The problem |
Pull out every line below holding the word "TwitterApiError".

Collected data entries |
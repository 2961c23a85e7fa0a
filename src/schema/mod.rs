//! # Schema Synthesizer
//!
//! Derives a [`TableSchema`] from normalized column names: one text column
//! per source column in source order, prefixed by the reserved auto-increment
//! integer identity column.

pub mod errors;
pub mod synthesizer;
pub mod types;

pub use errors::{SchemaError, SchemaResult};
pub use synthesizer::synthesize;
pub use types::{ColumnDef, ColumnType, TableSchema, IDENTITY_COLUMN};
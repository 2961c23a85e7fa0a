//! Single-table store with replace-and-bulk-load semantics.

use std::collections::BTreeMap;
use std::sync::{Arc, RwLock};

use chrono::{DateTime, Utc};
use serde::Serialize;

use crate::normalizer::NormalizedTable;
use crate::schema::{synthesize, ColumnDef, TableSchema};

use super::errors::{StoreError, StoreResult};
use super::records::RecordAccess;

/// Fixed name of the one table this service owns.
pub const TABLE_NAME: &str = "uploaded_data";

/// The loaded table: schema plus rows keyed by identity.
///
/// Rows live in a `BTreeMap` so iteration returns identity order, which is
/// also source-row order since identities are assigned sequentially on load.
#[derive(Debug)]
pub(super) struct TableData {
    pub(super) schema: TableSchema,
    pub(super) rows: BTreeMap<i64, Vec<String>>,
    pub(super) loaded_at: DateTime<Utc>,
}

/// Summary of a completed ingest.
#[derive(Debug, Clone, Serialize)]
pub struct IngestReport {
    pub table: String,
    pub columns: usize,
    pub rows_loaded: usize,
}

/// Description of the currently loaded table.
#[derive(Debug, Clone, Serialize)]
pub struct TableDescription {
    pub table: String,
    pub columns: Vec<ColumnDef>,
    pub row_count: usize,
    pub loaded_at: String,
}

/// Handle to the service's single table.
///
/// Cheap to clone; all clones and [`RecordAccess`] handles share the same
/// underlying table.
#[derive(Debug, Clone)]
pub struct TableStore {
    name: String,
    inner: Arc<RwLock<Option<TableData>>>,
}

impl TableStore {
    /// Create an empty store (no table until the first ingest).
    pub fn new() -> Self {
        Self {
            name: TABLE_NAME.to_string(),
            inner: Arc::new(RwLock::new(None)),
        }
    }

    /// The fixed table name.
    pub fn table_name(&self) -> &str {
        &self.name
    }

    /// A record-access handle sharing this store's table.
    pub fn records(&self) -> RecordAccess {
        RecordAccess::new(Arc::clone(&self.inner))
    }

    /// Whether the table currently exists (false before the first ingest).
    pub fn exists(&self) -> bool {
        self.inner.read().unwrap().is_some()
    }

    /// Destroy the current table and load the normalized upload in its place.
    ///
    /// The destroy is unconditional: prior records are discarded even when a
    /// later step fails, in which case the store is left empty and the error
    /// is reported. Identities are assigned 1..N in source-row order.
    pub fn rebuild_and_load(&self, table: NormalizedTable) -> StoreResult<IngestReport> {
        let (columns, source_rows) = table.into_parts();

        let mut guard = self.inner.write().unwrap();
        *guard = None;

        let schema = synthesize(&columns)?;
        let width = schema.source_column_count();

        let mut rows = BTreeMap::new();
        for (index, row) in source_rows.into_iter().enumerate() {
            if row.len() != width {
                return Err(StoreError::RowArity {
                    row: index + 1,
                    expected: width,
                    got: row.len(),
                });
            }
            rows.insert((index + 1) as i64, row);
        }

        let rows_loaded = rows.len();
        *guard = Some(TableData {
            schema,
            rows,
            loaded_at: Utc::now(),
        });

        Ok(IngestReport {
            table: self.name.clone(),
            columns: width,
            rows_loaded,
        })
    }

    /// Describe the current table, or `None` before the first ingest.
    pub fn describe(&self) -> Option<TableDescription> {
        let guard = self.inner.read().unwrap();
        guard.as_ref().map(|data| TableDescription {
            table: self.name.clone(),
            columns: data.schema.columns().to_vec(),
            row_count: data.rows.len(),
            loaded_at: data.loaded_at.to_rfc3339(),
        })
    }
}

impl Default for TableStore {
    fn default() -> Self {
        Self::new()
    }
}
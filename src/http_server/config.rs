//! HTTP server configuration.

use serde::{Deserialize, Serialize};

/// HTTP server configuration
#[derive(Debug, Clone, Serialize, Deserialize)]
pub struct HttpServerConfig {
    /// Host to bind to (default: "0.0.0.0")
    #[serde(default = "default_host")]
    pub host: String,

    /// Port to bind to (default: 8000)
    #[serde(default = "default_port")]
    pub port: u16,

    /// CORS allowed origins; empty means permissive (development)
    #[serde(default)]
    pub cors_origins: Vec<String>,
}

fn default_host() -> String {
    "0.0.0.0".to_string()
}

fn default_port() -> u16 {
    8000
}

impl Default for HttpServerConfig {
    fn default() -> Self {
        Self {
            host: default_host(),
            port: default_port(),
            cors_origins: Vec::new(),
        }
    }
}

impl HttpServerConfig {
    /// Create a config with the given port and defaults otherwise.
    pub fn with_port(port: u16) -> Self {
        Self {
            port,
            ..Default::default()
        }
    }

    /// The socket address string to bind.
    pub fn socket_addr(&self) -> String {
        format!("{}:{}", self.host, self.port)
    }
}

#[cfg(test)]
mod tests {
    use super::*;

    #[test]
    fn test_default_config() {
        let config = HttpServerConfig::default();
        assert_eq!(config.host, "0.0.0.0");
        assert_eq!(config.port, 8000);
        assert!(config.cors_origins.is_empty());
    }

    #[test]
    fn test_socket_addr() {
        let config = HttpServerConfig::with_port(9000);
        assert_eq!(config.socket_addr(), "0.0.0.0:9000");
    }

    #[test]
    fn test_partial_json_uses_defaults() {
        let config: HttpServerConfig = serde_json::from_str(r#"{"port": 8080}"#).unwrap();
        assert_eq!(config.port, 8080);
        assert_eq!(config.host, "0.0.0.0");
        assert!(config.cors_origins.is_empty());
    }
}
//! csvstore CLI entry point
//!
//! Minimal by design: parse arguments, dispatch, print errors to stderr,
//! exit non-zero on failure. All logic lives in the cli module.

use csvstore::cli;

fn main() {
    if let Err(e) = cli::run() {
        eprintln!("{}", e);
        std::process::exit(1);
    }
}
//! Credentials and client configuration.
//!
//! The credential set is read once at startup, validated, and then handed to the
//! [`crate::twitter_client::TwitterClient`]. Nothing in this crate reads the environment
//! after that point.

use {
    oauth1_request::{signature_method::HmacSha1, Builder, ParameterList, Token},
    reqwest::Method,
    std::{collections::BTreeMap, time::Duration},
    thiserror::Error,
};

pub const ENV_API_KEY: &str = "TWITTER_API_KEY";
pub const ENV_API_SECRET: &str = "TWITTER_API_SECRET";
pub const ENV_ACCESS_TOKEN: &str = "TWITTER_ACCESS_TOKEN";
pub const ENV_ACCESS_TOKEN_SECRET: &str = "TWITTER_ACCESS_TOKEN_SECRET";
pub const ENV_API_BASE: &str = "TWITTER_API_BASE";

pub const DEFAULT_API_BASE: &str = "https://api.twitter.com";
pub const DEFAULT_TIMEOUT: Duration = Duration::from_secs(30);

/// Raised when the configuration cannot produce a usable client.
#[derive(Debug, Error, PartialEq, Eq)]
pub enum ConfigError {
    #[error("Missing required credential: {0} is not set or is empty")]
    MissingCredential(&'static str),
    #[error("Invalid API base URL '{0}'")]
    InvalidApiBase(String),
}

/// Twitter API authentication credentials used to sign every request.
#[derive(Clone)]
pub struct TwitterAuth {
    /// Consumer API key for Twitter API application
    pub consumer_key: String,
    /// Consumer Secret key for Twitter API application
    pub consumer_secret_key: String,
    /// Access Token for user's Twitter account
    pub access_token: String,
    /// Access Token Secret for user's Twitter account
    pub access_token_secret: String,
}

impl std::fmt::Debug for TwitterAuth {
    fn fmt(&self, f: &mut std::fmt::Formatter<'_>) -> std::fmt::Result {
        f.debug_struct("TwitterAuth")
            .field("consumer_key", &"<redacted>")
            .field("consumer_secret_key", &"<redacted>")
            .field("access_token", &"<redacted>")
            .field("access_token_secret", &"<redacted>")
            .finish()
    }
}

impl TwitterAuth {
    /// Create a new TwitterAuth instance
    pub fn new(
        consumer_key: impl Into<String>,
        consumer_secret_key: impl Into<String>,
        access_token: impl Into<String>,
        access_token_secret: impl Into<String>,
    ) -> Self {
        Self {
            consumer_key: consumer_key.into(),
            consumer_secret_key: consumer_secret_key.into(),
            access_token: access_token.into(),
            access_token_secret: access_token_secret.into(),
        }
    }

    /// Read the four credentials from the process environment.
    ///
    /// Every value must be present and non-empty. The first missing one is reported.
    pub fn from_env() -> Result<Self, ConfigError> {
        let auth = Self {
            consumer_key: read_required(ENV_API_KEY)?,
            consumer_secret_key: read_required(ENV_API_SECRET)?,
            access_token: read_required(ENV_ACCESS_TOKEN)?,
            access_token_secret: read_required(ENV_ACCESS_TOKEN_SECRET)?,
        };

        Ok(auth)
    }

    /// Checks that none of the credentials is blank.
    pub fn validate(&self) -> Result<(), ConfigError> {
        let fields = [
            (ENV_API_KEY, &self.consumer_key),
            (ENV_API_SECRET, &self.consumer_secret_key),
            (ENV_ACCESS_TOKEN, &self.access_token),
            (ENV_ACCESS_TOKEN_SECRET, &self.access_token_secret),
        ];

        match fields.iter().find(|(_, value)| value.trim().is_empty()) {
            Some((name, _)) => Err(ConfigError::MissingCredential(*name)),
            None => Ok(()),
        }
    }

    /// Create an OAuth token from the credentials
    pub fn to_token(&self) -> Token {
        Token::from_parts(
            self.consumer_key.clone(),
            self.consumer_secret_key.clone(),
            self.access_token.clone(),
            self.access_token_secret.clone(),
        )
    }

    /// Generate an OAuth 1.0a `Authorization` header for a request to `url`.
    ///
    /// Query parameters are part of the signature base string, so they have to be passed
    /// here as well as on the request itself. `url` itself must not carry a query.
    pub fn generate_auth_header(
        &self,
        method: &Method,
        url: &str,
        query: &BTreeMap<&str, String>,
    ) -> String {
        sign(&self.signer(), method, url, query)
    }

    /// Signer with a fresh nonce and the current timestamp on every use.
    fn signer(&self) -> Builder<'static, HmacSha1> {
        Builder::with_token(self.to_token(), HmacSha1::new())
    }
}

fn sign(
    signer: &Builder<'_, HmacSha1>,
    method: &Method,
    url: &str,
    query: &BTreeMap<&str, String>,
) -> String {
    signer.authorize(method.as_str(), url, &query_parameters(query))
}

fn query_parameters<'a>(query: &'a BTreeMap<&str, String>) -> ParameterList<&'a str, &'a str> {
    query.iter().map(|(key, value)| (*key, value.as_str())).collect()
}

/// Everything needed to build a [`crate::twitter_client::TwitterClient`].
#[derive(Debug, Clone)]
pub struct TwitterConfig {
    pub auth: TwitterAuth,
    /// Root of the API, without a version segment. Example: `https://api.twitter.com`
    pub api_base: String,
    /// Applied to every request by the HTTP client.
    pub timeout: Duration,
}

impl TwitterConfig {
    pub fn new(auth: TwitterAuth) -> Self {
        Self {
            auth,
            api_base: DEFAULT_API_BASE.to_string(),
            timeout: DEFAULT_TIMEOUT,
        }
    }

    /// Builds the configuration from `TWITTER_*` environment variables.
    ///
    /// `TWITTER_API_BASE` is optional and mostly useful for pointing at a mock server.
    pub fn from_env() -> Result<Self, ConfigError> {
        let mut config = Self::new(TwitterAuth::from_env()?);

        if let Ok(api_base) = std::env::var(ENV_API_BASE) {
            if !api_base.trim().is_empty() {
                config.api_base = api_base;
            }
        }

        config.validate()?;

        Ok(config)
    }

    pub fn with_api_base(mut self, api_base: impl Into<String>) -> Self {
        self.api_base = api_base.into();
        self
    }

    pub fn with_timeout(mut self, timeout: Duration) -> Self {
        self.timeout = timeout;
        self
    }

    pub fn validate(&self) -> Result<(), ConfigError> {
        self.auth.validate()?;

        match reqwest::Url::parse(&self.api_base) {
            Ok(url)
                if matches!(url.scheme(), "http" | "https")
                    && url.query().is_none()
                    && url.fragment().is_none() =>
            {
                Ok(())
            }
            _ => Err(ConfigError::InvalidApiBase(self.api_base.clone())),
        }
    }

    /// The API root with any trailing slash removed.
    pub fn api_root(&self) -> &str {
        self.api_base.trim_end_matches('/')
    }
}

fn read_required(name: &'static str) -> Result<String, ConfigError> {
    match std::env::var(name) {
        Ok(value) if !value.trim().is_empty() => Ok(value),
        _ => Err(ConfigError::MissingCredential(name)),
    }
}
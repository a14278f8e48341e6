use {
    crate::{error::TwitterApiError, impl_twitter_response_parser},
    schemars::JsonSchema,
    serde::{Deserialize, Serialize},
    std::fmt,
};

/// Image types accepted for post attachments
#[derive(Debug, Clone, Copy, Deserialize, Serialize, JsonSchema, PartialEq, Eq)]
pub enum MediaType {
    #[serde(rename = "image/jpeg")]
    ImageJpeg,
    #[serde(rename = "image/png")]
    ImagePng,
    #[serde(rename = "image/gif")]
    ImageGif,
    #[serde(rename = "image/webp")]
    ImageWebp,
}

impl MediaType {
    /// Maps a declared MIME type to an upload type. Unknown or missing types are JPEG.
    pub fn from_mime(mime: &str) -> Self {
        match mime.trim().to_ascii_lowercase().as_str() {
            "image/png" => MediaType::ImagePng,
            "image/gif" => MediaType::ImageGif,
            "image/webp" => MediaType::ImageWebp,
            _ => MediaType::ImageJpeg,
        }
    }

    /// Animated GIFs go through their own processing pipeline.
    pub fn category(&self) -> MediaCategory {
        match self {
            MediaType::ImageGif => MediaCategory::TweetGif,
            _ => MediaCategory::TweetImage,
        }
    }
}

impl fmt::Display for MediaType {
    fn fmt(&self, f: &mut fmt::Formatter<'_>) -> fmt::Result {
        match self {
            MediaType::ImageJpeg => write!(f, "image/jpeg"),
            MediaType::ImagePng => write!(f, "image/png"),
            MediaType::ImageGif => write!(f, "image/gif"),
            MediaType::ImageWebp => write!(f, "image/webp"),
        }
    }
}

#[derive(Debug, Clone, Copy, Deserialize, Serialize, JsonSchema, PartialEq, Eq)]
#[serde(rename_all = "snake_case")]
pub enum MediaCategory {
    TweetImage,
    TweetGif,
}

impl fmt::Display for MediaCategory {
    fn fmt(&self, f: &mut fmt::Formatter<'_>) -> fmt::Result {
        match self {
            MediaCategory::TweetImage => write!(f, "tweet_image"),
            MediaCategory::TweetGif => write!(f, "tweet_gif"),
        }
    }
}

#[derive(Debug, Deserialize, Serialize, JsonSchema)]
pub struct MediaUploadResponse {
    #[serde(skip_serializing_if = "Option::is_none")]
    pub data: Option<MediaUploadData>,
    #[serde(skip_serializing_if = "Option::is_none")]
    pub errors: Option<Vec<TwitterApiError>>,
}

/// APPEND answers with an empty 2xx body
#[derive(Debug, Deserialize)]
pub struct EmptyResponse {}

#[derive(Debug, Clone, PartialEq, Deserialize, Serialize, JsonSchema)]
pub struct MediaUploadData {
    pub id: String,
    #[serde(skip_serializing_if = "Option::is_none")]
    pub media_key: Option<String>,
    #[serde(skip_serializing_if = "Option::is_none")]
    pub expires_after_secs: Option<i64>,
    #[serde(skip_serializing_if = "Option::is_none")]
    pub processing_info: Option<ProcessingInfo>,
    #[serde(skip_serializing_if = "Option::is_none")]
    pub size: Option<i64>,
}

#[derive(Debug, Clone, PartialEq, Deserialize, Serialize, JsonSchema)]
pub struct ProcessingInfo {
    #[serde(skip_serializing_if = "Option::is_none")]
    pub check_after_secs: Option<u64>,
    #[serde(skip_serializing_if = "Option::is_none")]
    pub progress_percent: Option<i64>,
    pub state: ProcessingState,
}

#[derive(Debug, Clone, Copy, Deserialize, Serialize, JsonSchema, PartialEq, Eq)]
#[serde(rename_all = "snake_case")]
pub enum ProcessingState {
    Succeeded,
    InProgress,
    Pending,
    Failed,
}

impl_twitter_response_parser!(MediaUploadResponse, MediaUploadData);
use {
    reqwest::{Response, StatusCode},
    schemars::JsonSchema,
    serde::{de::DeserializeOwned, Deserialize, Serialize},
    serde_json::Value,
    thiserror::Error,
};

/// Error kind enumeration for Twitter operations
#[derive(Debug, Serialize, Deserialize, Clone, Copy, PartialEq, Eq, JsonSchema)]
#[serde(rename_all = "snake_case")]
pub enum TwitterErrorKind {
    /// Network-related error
    Network,
    /// Connection error
    Connection,
    /// Timeout error
    Timeout,
    /// Error parsing response
    Parse,
    /// Authentication/authorization error
    Auth,
    /// Resource not found
    NotFound,
    /// Rate limit exceeded
    RateLimit,
    /// Server error
    Server,
    /// Forbidden access
    Forbidden,
    /// API-specific error
    Api,
    /// Unknown error
    Unknown,
    /// Input rejected before any request was made
    Validation,
}

/// An error object as found in the `errors` array of a v2 response
#[derive(Debug, Serialize, Deserialize, Clone, PartialEq, JsonSchema)]
pub struct TwitterApiError {
    pub title: String,
    #[serde(rename = "type")]
    pub error_type: String,
    #[serde(skip_serializing_if = "Option::is_none")]
    pub detail: Option<String>,
    #[serde(skip_serializing_if = "Option::is_none")]
    pub status: Option<i32>,
}

/// Internal error type. Every public operation converts it with
/// [`TwitterError::to_error_response`] before returning.
#[derive(Error, Debug)]
pub enum TwitterError {
    #[error("Network error: {0}")]
    Network(#[from] reqwest::Error),

    #[error("Response parsing error: {0}")]
    ParseError(#[from] serde_json::Error),

    #[error("Twitter API error: {0} (type: {1}){2}")]
    ApiError(String, String, String),

    #[error("Twitter API status error: {0}")]
    StatusError(StatusCode),

    #[error("Twitter API error ({0}): {1}")]
    RejectedError(StatusCode, String),
}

Answer area |
    crate::{error::TwitterApiError, impl_twitter_response_parser},
    pub errors: Option<Vec<TwitterApiError>>,
pub struct TwitterApiError {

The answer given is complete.